## [Aim of the exercise]
Find the word "InvalidValue" in the listing below. Copy every line that has it.

## [Stored data]
::::::

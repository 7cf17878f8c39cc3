//! Database Options
//!
//! String-keyed properties controlling fragment building and index creation.
//! Names are upper case, values are parsed from their textual form.

use crate::error::OptionError;

/// Default maximum length of indexed values
pub const DEFAULT_MAXLEN: usize = 96;

/// Runtime options of a database
#[derive(Debug, Clone, PartialEq, Eq)]
pub struct Options {
    /// Build the attribute value index
    pub attrindex: bool,
    /// Drop whitespace-only text nodes while building
    pub chop: bool,
    /// Maximum byte length of indexed values
    pub maxlen: usize,
    /// Build the text value index
    pub textindex: bool,
}

impl Default for Options {
    fn default() -> Self {
        Options {
            attrindex: true,
            chop: true,
            maxlen: DEFAULT_MAXLEN,
            textindex: true,
        }
    }
}

const ATTRINDEX: &str = "ATTRINDEX";
const CHOP: &str = "CHOP";
const MAXLEN: &str = "MAXLEN";
const TEXTINDEX: &str = "TEXTINDEX";

impl Options {
    /// All property names, sorted
    pub fn names() -> Vec<&'static str> {
        let mut names = vec![TEXTINDEX, ATTRINDEX, MAXLEN, CHOP];
        names.sort_unstable();
        names
    }

    /// Property value in textual form
    pub fn get(&self, name: &str) -> Option<String> {
        match name.to_ascii_uppercase().as_str() {
            ATTRINDEX => Some(self.attrindex.to_string()),
            CHOP => Some(self.chop.to_string()),
            MAXLEN => Some(self.maxlen.to_string()),
            TEXTINDEX => Some(self.textindex.to_string()),
            _ => None,
        }
    }

    /// Set a property from its textual form
    pub fn set(&mut self, name: &str, value: &str) -> Result<(), OptionError> {
        let key = name.to_ascii_uppercase();
        let invalid = || OptionError::InvalidValue {
            name: key.clone(),
            value: value.to_string(),
        };
        match key.as_str() {
            ATTRINDEX => self.attrindex = parse_bool(value).ok_or_else(invalid)?,
            CHOP => self.chop = parse_bool(value).ok_or_else(invalid)?,
            MAXLEN => self.maxlen = value.trim().parse().map_err(|_| invalid())?,
            TEXTINDEX => self.textindex = parse_bool(value).ok_or_else(invalid)?,
            _ => return Err(OptionError::Unknown(name.to_string())),
        }
        Ok(())
    }

    /// Build options from `(name, value)` pairs on top of the defaults
    pub fn from_pairs<'a, I>(pairs: I) -> Result<Self, OptionError>
    where
        I: IntoIterator<Item = (&'a str, &'a str)>,
    {
        let mut options = Options::default();
        for (name, value) in pairs {
            options.set(name, value)?;
        }
        Ok(options)
    }
}

fn parse_bool(value: &str) -> Option<bool> {
    match value.trim().to_ascii_lowercase().as_str() {
        "true" | "on" | "yes" | "1" => Some(true),
        "false" | "off" | "no" | "0" => Some(false),
        _ => None,
    }
}

#[cfg(test)]
mod tests {
    use super::*;

    #[test]
    fn test_names_sorted() {
        assert_eq!(Options::names(), vec!["ATTRINDEX", "CHOP", "MAXLEN", "TEXTINDEX"]);
    }

    #[test]
    fn test_set_and_get() {
        let mut options = Options::default();
        options.set("maxlen", "8").unwrap();
        options.set("TEXTINDEX", "off").unwrap();
        assert_eq!(options.maxlen, 8);
        assert!(!options.textindex);
        assert_eq!(options.get("MaxLen").as_deref(), Some("8"));
        assert_eq!(options.get("unknown"), None);
    }

    #[test]
    fn test_invalid_values() {
        let mut options = Options::default();
        assert_eq!(
            options.set("CHOP", "maybe"),
            Err(OptionError::InvalidValue {
                name: "CHOP".into(),
                value: "maybe".into()
            })
        );
        assert_eq!(
            options.set("WRITEBACK", "true"),
            Err(OptionError::Unknown("WRITEBACK".into()))
        );
    }

    #[test]
    fn test_from_pairs() {
        let options = Options::from_pairs([("ATTRINDEX", "false"), ("MAXLEN", "12")]).unwrap();
        assert!(!options.attrindex);
        assert!(options.textindex);
        assert_eq!(options.maxlen, 12);
    }
}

::::::

## [Answer box]
        let invalid = || OptionError::InvalidValue {
            Err(OptionError::InvalidValue {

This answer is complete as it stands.